WORK TO BE COMPLETED: Within the entries that follow, report how many lines contain the word "items", giving the number by itself.

RECORDS SUPPLIED:
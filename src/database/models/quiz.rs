//! Quiz question model.

use serde::{Deserialize, Serialize};

/// Allowed number of answer options.
pub const MIN_OPTIONS: usize = 2;
pub const MAX_OPTIONS: usize = 6;

/// A multiple-choice question.
#[derive(Debug, Clone, Serialize, Deserialize)]
pub struct Quiz {
    pub quiz_id: i64,
    pub question: String,
    pub options: Vec<String>,
    /// Index of the correct option.
    pub answer: i32,
    pub reward: i64,
    #[serde(default = "default_active")]
    pub active: bool,
}

fn default_active() -> bool {
    true
}

impl Quiz {
    /// Build a quiz, rejecting malformed option lists.
    pub fn new(quiz_id: i64, question: String, options: Vec<String>, answer: i32, reward: i64) -> Option<Self> {
        let options: Vec<String> = options
            .into_iter()
            .map(|o| o.trim().to_string())
            .filter(|o| !o.is_empty())
            .collect();

        let valid = !question.trim().is_empty()
            && (MIN_OPTIONS..=MAX_OPTIONS).contains(&options.len())
            && answer >= 0
            && (answer as usize) < options.len()
            && reward >= 0;

        valid.then(|| Self {
            quiz_id,
            question: question.trim().to_string(),
            options,
            answer,
            reward,
            active: true,
        })
    }

    pub fn is_correct(&self, option: usize) -> bool {
        self.answer >= 0 && option == self.answer as usize
    }

    pub fn correct_option(&self) -> Option<&str> {
        usize::try_from(self.answer)
            .ok()
            .and_then(|i| self.options.get(i))
            .map(String::as_str)
    }
}

/// Built-in questions seeded into an empty collection.
pub fn default_quizzes() -> Vec<(&'static str, Vec<&'static str>, i32)> {
    vec![
        ("Ibukota Indonesia adalah...", vec!["Bandung", "Jakarta", "Surabaya", "Medan"], 1),
        ("Berapa hasil 7 × 8?", vec!["54", "56", "58", "64"], 1),
        ("Planet terbesar di tata surya adalah...", vec!["Mars", "Saturnus", "Jupiter", "Bumi"], 2),
        ("Hari Kemerdekaan Indonesia diperingati setiap tanggal...", vec!["17 Agustus", "1 Juni", "28 Oktober", "10 November"], 0),
        ("Hewan yang dikenal sebagai kapal padang pasir adalah...", vec!["Kuda", "Gajah", "Unta", "Sapi"], 2),
    ]
}

#[cfg(test)]
mod tests {
    use super::*;

    fn opts(items: &[&str]) -> Vec<String> {
        items.iter().map(|s| s.to_string()).collect()
    }

    #[test]
    fn test_new_validates() {
        assert!(Quiz::new(1, "Q?".into(), opts(&["a", "b"]), 1, 10).is_some());
        assert!(Quiz::new(1, "Q?".into(), opts(&["a"]), 0, 10).is_none());
        assert!(Quiz::new(1, "Q?".into(), opts(&["a", "b"]), 2, 10).is_none());
        assert!(Quiz::new(1, " ".into(), opts(&["a", "b"]), 0, 10).is_none());
        assert!(Quiz::new(1, "Q?".into(), opts(&["a", " ", "b"]), 1, 10).is_some());
    }

    #[test]
    fn test_answer_checks() {
        let quiz = Quiz::new(1, "Q?".into(), opts(&["a", "b", "c"]), 2, 10).unwrap();
        assert!(quiz.is_correct(2));
        assert!(!quiz.is_correct(0));
        assert_eq!(quiz.correct_option(), Some("c"));
    }

    #[test]
    fn test_defaults_are_valid() {
        for (question, options, answer) in default_quizzes() {
            let options = options.into_iter().map(String::from).collect();
            assert!(Quiz::new(0, question.to_string(), options, answer, 15).is_some());
        }
    }
}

ANSWER BOX: 2